Northwest Arkansas Democrat-Gazette
Fighting cybercrime
The coronavirus pandemic has taken a toll on the economy, but members of at least one profession are making out better than ever: cybercriminals. The average ransom paid by hacked organizations nearly tripled last year over the previous year; the highest reported ransom paid, $10 million, also was double the previous year’s high. Worse, many of the victims are those most essential to keeping communities safe, healthy and in good working order: state and local governments, schools and hospitals.

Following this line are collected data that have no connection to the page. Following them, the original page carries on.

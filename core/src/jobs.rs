//! Work available to provers and verifiers, derived from a snapshot.

use af_types::{EpistemicState, Node, NodeId, Role, WorkflowState};
use serde::Serialize;

use crate::state::ProofState;

#[derive(Debug, Clone, Copy, PartialEq, Eq, Serialize)]
#[serde(rename_all = "snake_case")]
pub enum JobReason {
    /// A verifier sent the node back.
    NeedsRefinement,
    /// Open challenges await an answer.
    Challenged,
    /// A pending node with nothing under it yet.
    Unrefined,
    /// Every child is accepted; the node itself awaits a verdict.
    ReadyForReview,
}

#[derive(Debug, Clone, PartialEq, Eq, Serialize)]
pub struct Job {
    pub node_id: NodeId,
    pub role: Role,
    pub reason: JobReason,
}

pub struct JobSelector<'a> {
    state: &'a ProofState,
}

impl<'a> JobSelector<'a> {
    #[must_use]
    pub fn new(state: &'a ProofState) -> Self {
        Self { state }
    }

    #[must_use]
    pub fn prover_jobs(&self) -> Vec<Job> {
        self.available()
            .filter_map(|node| {
                let reason = match node.epistemic_state {
                    EpistemicState::NeedsRefinement => JobReason::NeedsRefinement,
                    EpistemicState::Pending
                        if self.state.open_challenges_on(&node.id).next().is_some() =>
                    {
                        JobReason::Challenged
                    }
                    EpistemicState::Pending if self.state.is_leaf(&node.id) => {
                        JobReason::Unrefined
                    }
                    _ => return None,
                };
                Some(Job {
                    node_id: node.id.clone(),
                    role: Role::Prover,
                    reason,
                })
            })
            .collect()
    }

    #[must_use]
    pub fn verifier_jobs(&self) -> Vec<Job> {
        self.available()
            .filter(|node| {
                node.epistemic_state == EpistemicState::Pending
                    && self.state.open_blocking_count(&node.id) == 0
                    && self.state.all_children_accepted(&node.id)
            })
            .map(|node| Job {
                node_id: node.id.clone(),
                role: Role::Verifier,
                reason: JobReason::ReadyForReview,
            })
            .collect()
    }

    fn available(&self) -> impl Iterator<Item = &'a Node> + 'a {
        self.state
            .nodes()
            .filter(|node| node.workflow_state == WorkflowState::Available && !node.is_archived())
    }
}

#[cfg(test)]
mod tests {
    use super::*;
    use crate::state::tests::{at, claim_node, id, small_tree};
    use af_types::{
        Challenge, ChallengeId, ChallengeSeverity, ChallengeStatus, ChallengeTarget, Event,
    };

    fn ids(jobs: &[Job]) -> Vec<String> {
        jobs.iter().map(|job| job.node_id.to_string()).collect()
    }

    #[test]
    fn leaves_go_to_provers_and_finished_parents_to_verifiers() {
        let mut state = small_tree();
        let selector = JobSelector::new(&state);
        assert_eq!(ids(&selector.prover_jobs()), ["1.1", "1.2"]);
        // Leaves have no children, so they are reviewable as they stand.
        assert_eq!(ids(&selector.verifier_jobs()), ["1.1", "1.2"]);

        for event in [
            Event::NodeValidated { node_id: id("1.1") },
            Event::NodeValidated { node_id: id("1.2") },
        ] {
            state.apply(&event, at()).unwrap();
        }
        let selector = JobSelector::new(&state);
        assert!(selector.prover_jobs().is_empty());
        assert_eq!(ids(&selector.verifier_jobs()), ["1"]);
        assert_eq!(selector.verifier_jobs()[0].reason, JobReason::ReadyForReview);
    }

    #[test]
    fn claimed_blocked_and_challenged_nodes() {
        let mut state = small_tree();
        state
            .apply(&Event::NodeCreated { node: claim_node("1.1.1") }, at())
            .unwrap();
        state
            .apply(
                &Event::NodesClaimed {
                    node_ids: vec![id("1.2")],
                    owner: "alice".into(),
                    role: Role::Prover,
                    timeout_secs: 60,
                },
                at(),
            )
            .unwrap();
        state
            .apply(
                &Event::ChallengeRaised {
                    challenge: Challenge {
                        id: ChallengeId::new(1),
                        node_id: id("1.1"),
                        target: ChallengeTarget::Gap,
                        reason: "skips a case".into(),
                        severity: ChallengeSeverity::Minor,
                        blocking: false,
                        status: ChallengeStatus::Open,
                        resolution: None,
                        raised_by: "verifier".into(),
                        raised_at: at(),
                    },
                },
                at(),
            )
            .unwrap();

        let jobs = JobSelector::new(&state).prover_jobs();
        assert_eq!(ids(&jobs), ["1.1", "1.1.1"]);
        assert_eq!(jobs[0].reason, JobReason::Challenged);
        assert_eq!(jobs[1].reason, JobReason::Unrefined);
    }

    #[test]
    fn needs_refinement_is_prover_work() {
        let mut state = small_tree();
        for event in [
            Event::NodeRefuted { node_id: id("1.2") },
            Event::RefinementRequested {
                node_id: id("1.2"),
                reason: "wrong case split".into(),
            },
        ] {
            state.apply(&event, at()).unwrap();
        }
        let jobs = JobSelector::new(&state).prover_jobs();
        let job = jobs.iter().find(|job| job.node_id == id("1.2")).unwrap();
        assert_eq!(job.reason, JobReason::NeedsRefinement);
    }
}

Ransomware attacks use malicious software to lock a target out of its files - until the target pays to regain access to its own computers. The extortion will continue as long as it is profitable, and today too many of those paralyzed by these intrusions fork over the cash to get back to business as usual. The Treasury Department last fall issued an advisory that paying ransom could violate sanctions laws, if the ransom is paid to a designated cybercriminal. Congress should eventually go even further and prohibit these payments altogether. Yet that’s a lot for legislators in Washington to demand of a small town, college or clinic without providing ample support for protection and resilience. These places need help, and lawmakers must ensure they get it.

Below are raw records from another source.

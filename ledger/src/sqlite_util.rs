//! Secure-filesystem helpers for the ledger database.
//!
//! - Secure directory creation and Unix permission tightening
//! - Secure SQLite database file creation with permission hardening
//! - SQLite WAL/SHM sidecar path computation

use rusqlite::Connection;
use std::fs::{self, OpenOptions};
use std::path::{Path, PathBuf};

use crate::LedgerError;

fn io_error(path: &Path, source: std::io::Error) -> LedgerError {
    LedgerError::Io {
        path: path.to_path_buf(),
        source,
    }
}

/// Open a SQLite database at `path` with secure directory and file permissions.
///
/// 1. Creates the parent directory if it doesn't exist
/// 2. Tightens directory permissions (Unix: 0o700, owner-only)
/// 3. Creates the DB file with secure permissions (Unix: 0o600)
/// 4. Opens the SQLite connection
pub(crate) fn open_secure_db(path: &Path) -> Result<Connection, LedgerError> {
    if let Some(parent) = path.parent()
        && !parent.as_os_str().is_empty()
    {
        ensure_secure_dir(parent)?;
    }
    ensure_secure_db_files(path)?;

    Ok(Connection::open(path)?)
}

/// Ensure a directory exists with secure permissions.
///
/// Creates the directory (and parents) if missing, then on Unix tightens
/// permissions to 0o700 if the directory is owned by the current user.
pub(crate) fn ensure_secure_dir(path: &Path) -> Result<(), LedgerError> {
    fs::create_dir_all(path).map_err(|err| io_error(path, err))?;
    #[cfg(unix)]
    {
        use std::os::unix::fs::{MetadataExt, PermissionsExt};
        let metadata = fs::metadata(path).map_err(|err| io_error(path, err))?;

        let our_uid = unsafe { libc::getuid() };
        if metadata.uid() != our_uid {
            return Ok(());
        }

        let current_mode = metadata.permissions().mode() & 0o777;
        if current_mode & 0o077 != 0 {
            fs::set_permissions(path, fs::Permissions::from_mode(0o700))
                .map_err(|err| io_error(path, err))?;
        }
    }
    Ok(())
}

/// Ensure a SQLite database file (and its WAL/SHM sidecars) has secure permissions.
///
/// If the file doesn't exist, it is created with 0o600 on Unix.
pub(crate) fn ensure_secure_db_files(path: &Path) -> Result<(), LedgerError> {
    if !path.exists() {
        let mut options = OpenOptions::new();
        options.create(true).truncate(false).read(true).write(true);
        #[cfg(unix)]
        {
            use std::os::unix::fs::OpenOptionsExt;
            options.mode(0o600);
        }
        let _file = options.open(path).map_err(|err| io_error(path, err))?;
    }
    #[cfg(unix)]
    {
        use std::os::unix::fs::PermissionsExt;
        fs::set_permissions(path, fs::Permissions::from_mode(0o600))
            .map_err(|err| io_error(path, err))?;
        for suffix in ["-wal", "-shm"] {
            let sidecar = sqlite_sidecar_path(path, suffix);
            if sidecar.exists() {
                let _ = fs::set_permissions(&sidecar, fs::Permissions::from_mode(0o600));
            }
        }
    }
    Ok(())
}

/// Compute the path to a SQLite sidecar file (e.g. `-wal`, `-shm`).
fn sqlite_sidecar_path(path: &Path, suffix: &str) -> PathBuf {
    let file_name = path.file_name().map(|name| name.to_string_lossy());
    match file_name {
        Some(name) => path.with_file_name(format!("{name}{suffix}")),
        None => PathBuf::from(format!("{}{suffix}", path.display())),
    }
}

The federal government already disrupts operations and disables networks of bad actors when it can. It can also assist public-sector facilities around the country in hardening their infrastructure to deprive opportunists of any opening, as well as in recovering when infiltrators take advantage of whatever vulnerabilities remain. Acting Cybersecurity and Infrastructure Security Agency director Brandon Wales said last week that blocking such extortion has become a top priority for his division in the Department of Homeland Security. Already, CISA offers resources to state, local and tribal governments. But many of those governments don’t even know that.

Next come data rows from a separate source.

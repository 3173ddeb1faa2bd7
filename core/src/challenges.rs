//! Challenge lifecycle: raise, resolve, withdraw.
//!
//! Whether a challenge blocks is decided from its severity when it is
//! raised and recorded on the challenge itself.

use af_config::EngineConfig;
use af_types::{
    Challenge, ChallengeId, ChallengeSeverity, ChallengeStatus, ChallengeTarget, ErrorCode, Event,
    NodeId, NonEmptyString,
};
use chrono::{DateTime, Utc};

use crate::state::ProofState;
use crate::{Error, Result};

/// What a verifier objects to.
#[derive(Debug, Clone, PartialEq, Eq)]
pub struct Objection {
    pub target: ChallengeTarget,
    pub severity: ChallengeSeverity,
    pub reason: String,
}

impl Objection {
    #[must_use]
    pub fn new(target: ChallengeTarget, severity: ChallengeSeverity, reason: impl Into<String>) -> Self {
        Self {
            target,
            severity,
            reason: reason.into(),
        }
    }
}

pub struct ChallengeEngine<'a> {
    state: &'a ProofState,
    config: &'a EngineConfig,
}

impl<'a> ChallengeEngine<'a> {
    #[must_use]
    pub fn new(state: &'a ProofState, config: &'a EngineConfig) -> Self {
        Self { state, config }
    }

    pub fn raise(
        &self,
        node_id: &NodeId,
        objection: Objection,
        raised_by: &str,
        raised_at: DateTime<Utc>,
    ) -> Result<Event> {
        let node = self.state.require(node_id)?;
        if node.is_archived() {
            return Err(Error::rejected(
                ErrorCode::InvalidTarget,
                format!("node {node_id} is archived"),
            ));
        }
        let open = self.state.open_challenges_on(node_id).count();
        let limit = self.config.limits.max_open_challenges;
        if open >= limit {
            return Err(Error::rejected(
                ErrorCode::ChallengeLimitExceeded,
                format!("node {node_id} already has {open} open challenge(s), limit {limit}"),
            ));
        }
        Ok(Event::ChallengeRaised {
            challenge: Challenge {
                id: self.state.next_challenge_id(),
                node_id: node_id.clone(),
                target: objection.target,
                reason: objection.reason,
                severity: objection.severity,
                blocking: self.config.is_blocking(objection.severity),
                status: ChallengeStatus::Open,
                resolution: None,
                raised_by: raised_by.to_owned(),
                raised_at,
            },
        })
    }

    pub fn resolve(&self, id: ChallengeId, resolution: NonEmptyString) -> Result<Event> {
        self.require_open(id)?;
        Ok(Event::ChallengeResolved {
            challenge_id: id,
            resolution,
        })
    }

    pub fn withdraw(&self, id: ChallengeId) -> Result<Event> {
        self.require_open(id)?;
        Ok(Event::ChallengeWithdrawn { challenge_id: id })
    }

    fn require_open(&self, id: ChallengeId) -> Result<&'a Challenge> {
        match self.state.challenge(id) {
            Some(challenge) if challenge.is_open() => Ok(challenge),
            Some(challenge) => Err(Error::rejected(
                ErrorCode::ChallengeNotFound,
                format!("challenge {id} is already {}", challenge.status),
            )),
            None => Err(Error::rejected(
                ErrorCode::ChallengeNotFound,
                format!("no challenge {id}"),
            )),
        }
    }
}

#[cfg(test)]
mod tests {
    use super::*;
    use crate::state::tests::{at, id, small_tree};
    use af_types::WorkflowState;

    fn raise(
        state: &mut ProofState,
        config: &EngineConfig,
        node: &str,
        severity: ChallengeSeverity,
    ) -> Result<ChallengeId> {
        let event = ChallengeEngine::new(state, config).raise(
            &id(node),
            Objection::new(ChallengeTarget::Inference, severity, "does not follow"),
            "verifier",
            at(),
        )?;
        let Event::ChallengeRaised { challenge } = &event else {
            unreachable!("raise builds challenge_raised");
        };
        let challenge_id = challenge.id;
        state.apply(&event, at()).unwrap();
        Ok(challenge_id)
    }

    #[test]
    fn blocking_follows_configured_severities() {
        let mut state = small_tree();
        let config = EngineConfig::default();
        let minor = raise(&mut state, &config, "1.1", ChallengeSeverity::Minor).unwrap();
        assert!(!state.challenge(minor).unwrap().blocking);
        assert_eq!(
            state.node(&id("1.1")).unwrap().workflow_state,
            WorkflowState::Available
        );

        let major = raise(&mut state, &config, "1.1", ChallengeSeverity::Major).unwrap();
        assert_eq!(major.to_string(), "ch-2");
        assert_eq!(
            state.node(&id("1.1")).unwrap().workflow_state,
            WorkflowState::Blocked
        );

        let event = ChallengeEngine::new(&state, &config)
            .withdraw(major)
            .unwrap();
        state.apply(&event, at()).unwrap();
        assert_eq!(
            state.node(&id("1.1")).unwrap().workflow_state,
            WorkflowState::Available
        );
    }

    #[test]
    fn open_challenge_limit() {
        let mut state = small_tree();
        let mut config = EngineConfig::default();
        config.limits.max_open_challenges = 1;
        raise(&mut state, &config, "1", ChallengeSeverity::Note).unwrap();
        let err = raise(&mut state, &config, "1", ChallengeSeverity::Note).unwrap_err();
        assert_eq!(err.code(), ErrorCode::ChallengeLimitExceeded);
        assert_eq!(
            raise(&mut state, &config, "1.5", ChallengeSeverity::Note)
                .unwrap_err()
                .code(),
            ErrorCode::InvalidTarget
        );
    }

    #[test]
    fn only_open_challenges_can_be_closed() {
        let mut state = small_tree();
        let config = EngineConfig::default();
        let ch = raise(&mut state, &config, "1", ChallengeSeverity::Critical).unwrap();
        let engine = ChallengeEngine::new(&state, &config);
        let resolution = NonEmptyString::new("rewrote the step").unwrap();
        let event = engine.resolve(ch, resolution.clone()).unwrap();
        state.apply(&event, at()).unwrap();

        let engine = ChallengeEngine::new(&state, &config);
        assert_eq!(
            engine.resolve(ch, resolution).unwrap_err().code(),
            ErrorCode::ChallengeNotFound
        );
        assert_eq!(
            engine.withdraw(ChallengeId::new(9)).unwrap_err().code(),
            ErrorCode::ChallengeNotFound
        );
        assert_eq!(state.challenge(ch).unwrap().status, ChallengeStatus::Resolved);
    }
}
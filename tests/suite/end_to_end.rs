//! A full prover/verifier session against an on-disk ledger.

use af_core::Objection;
use af_types::{
    ChallengeSeverity, ChallengeTarget, EpistemicState, ErrorClass, ErrorCode, NodeId,
    NonEmptyString, Role, WorkflowState,
};

use crate::common::{CONJECTURE, Workspace, claim, id, seed};

#[test]
fn init_refine_conflict_release_and_blocked_acceptance() {
    let workspace = Workspace::new();
    let engine = workspace.open();
    let root = NodeId::root();

    assert_eq!(engine.init("prover-a", CONJECTURE).unwrap(), root);
    let created = engine.get_node(&root).unwrap();
    assert_eq!(created.epistemic_state, EpistemicState::Pending);
    assert_eq!(created.workflow_state, WorkflowState::Available);

    engine.claim(&root, "prover-a", Role::Prover, None).unwrap();
    let children = engine
        .refine(&root, "prover-a", &[claim("n is prime"), claim("n is composite")])
        .unwrap();
    assert_eq!(children, [id("1.1"), id("1.2")]);
    engine.release(&root, "prover-a").unwrap();
    for child in &children {
        let node = engine.get_node(child).unwrap();
        assert_eq!(node.epistemic_state, EpistemicState::Pending);
        assert_eq!(node.workflow_state, WorkflowState::Available);
    }

    engine.claim(&id("1.1"), "prover-a", Role::Prover, None).unwrap();
    let err = engine
        .claim(&id("1.1"), "prover-b", Role::Prover, None)
        .unwrap_err();
    assert_eq!(err.code(), ErrorCode::AlreadyClaimed);
    assert_eq!(err.class(), ErrorClass::Retriable);
    assert_eq!(err.exit_code(), 1);

    let err = engine.release(&id("1.1"), "prover-b").unwrap_err();
    assert_eq!(err.code(), ErrorCode::NotClaimHolder);
    assert_eq!(
        engine.get_node(&id("1.1")).unwrap().claimed_by(),
        Some("prover-a")
    );

    let err = engine.accept(&root, "verifier").unwrap_err();
    assert_eq!(err.code(), ErrorCode::NodeBlocked);
    assert_eq!(err.exit_code(), 2);
    assert_eq!(
        engine.get_node(&root).unwrap().epistemic_state,
        EpistemicState::Pending
    );
}

#[test]
fn challenged_proof_is_completed_after_resolution() {
    let workspace = Workspace::new();
    let engine = workspace.open();
    seed(&engine);

    let challenge = engine
        .raise_challenge(
            &id("1.2"),
            "bob",
            Objection::new(
                ChallengeTarget::Gap,
                ChallengeSeverity::Major,
                "composite n needs a smaller factor argument",
            ),
        )
        .unwrap();
    assert_eq!(
        engine.get_node(&id("1.2")).unwrap().workflow_state,
        WorkflowState::Blocked
    );
    assert_eq!(
        engine
            .claim(&id("1.2"), "alice", Role::Prover, None)
            .unwrap_err()
            .code(),
        ErrorCode::NodeBlocked
    );

    engine
        .resolve_challenge(
            challenge,
            "alice",
            NonEmptyString::new("the least divisor above 1 is prime").unwrap(),
        )
        .unwrap();
    engine.accept(&id("1.1"), "bob").unwrap();
    engine.accept(&id("1.2"), "bob").unwrap();
    assert!(engine.all_children_validated(&NodeId::root()).unwrap());
    engine.accept(&NodeId::root(), "bob").unwrap();

    let root = engine.get_node(&NodeId::root()).unwrap();
    assert_eq!(root.epistemic_state, EpistemicState::Validated);
    assert!(engine.prover_jobs().is_empty());
    assert!(engine.verifier_jobs().is_empty());
    assert!(engine.open_challenges(None).is_empty());
}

Out of 11 bills mentioning ransomware last year, one lonely piece of legislation passed as a provision in the larger National Defense Authorization Act, tasking CISA with establishing state cybersecurity coordinators. That’s good, but state and local governments also need to be able to afford best practices. Homeland Security Secretary Alejandro Mayorkas recently announced an increase in the amount of money dedicated to cybersecurity in existing FEMA grants; a bill pending in the House of Representatives would create additional grants for implementing robust cybersecurity plans. Some senators, led by Gary Peters, D-Mich., and Rob Portman, R-Ohio, seek to expand DHS’s mandate to work with states and localities on cybersecurity. These worthwhile endeavors could be modified to address ransomware explicitly.
Right now, the country’s most crucial services are also cybercriminals’ most tempting targets, because the criminals know three things: that we can’t live without them, that they are unprotected and that people are willing to pay to release them from attack. That first part won’t change, but the next two must.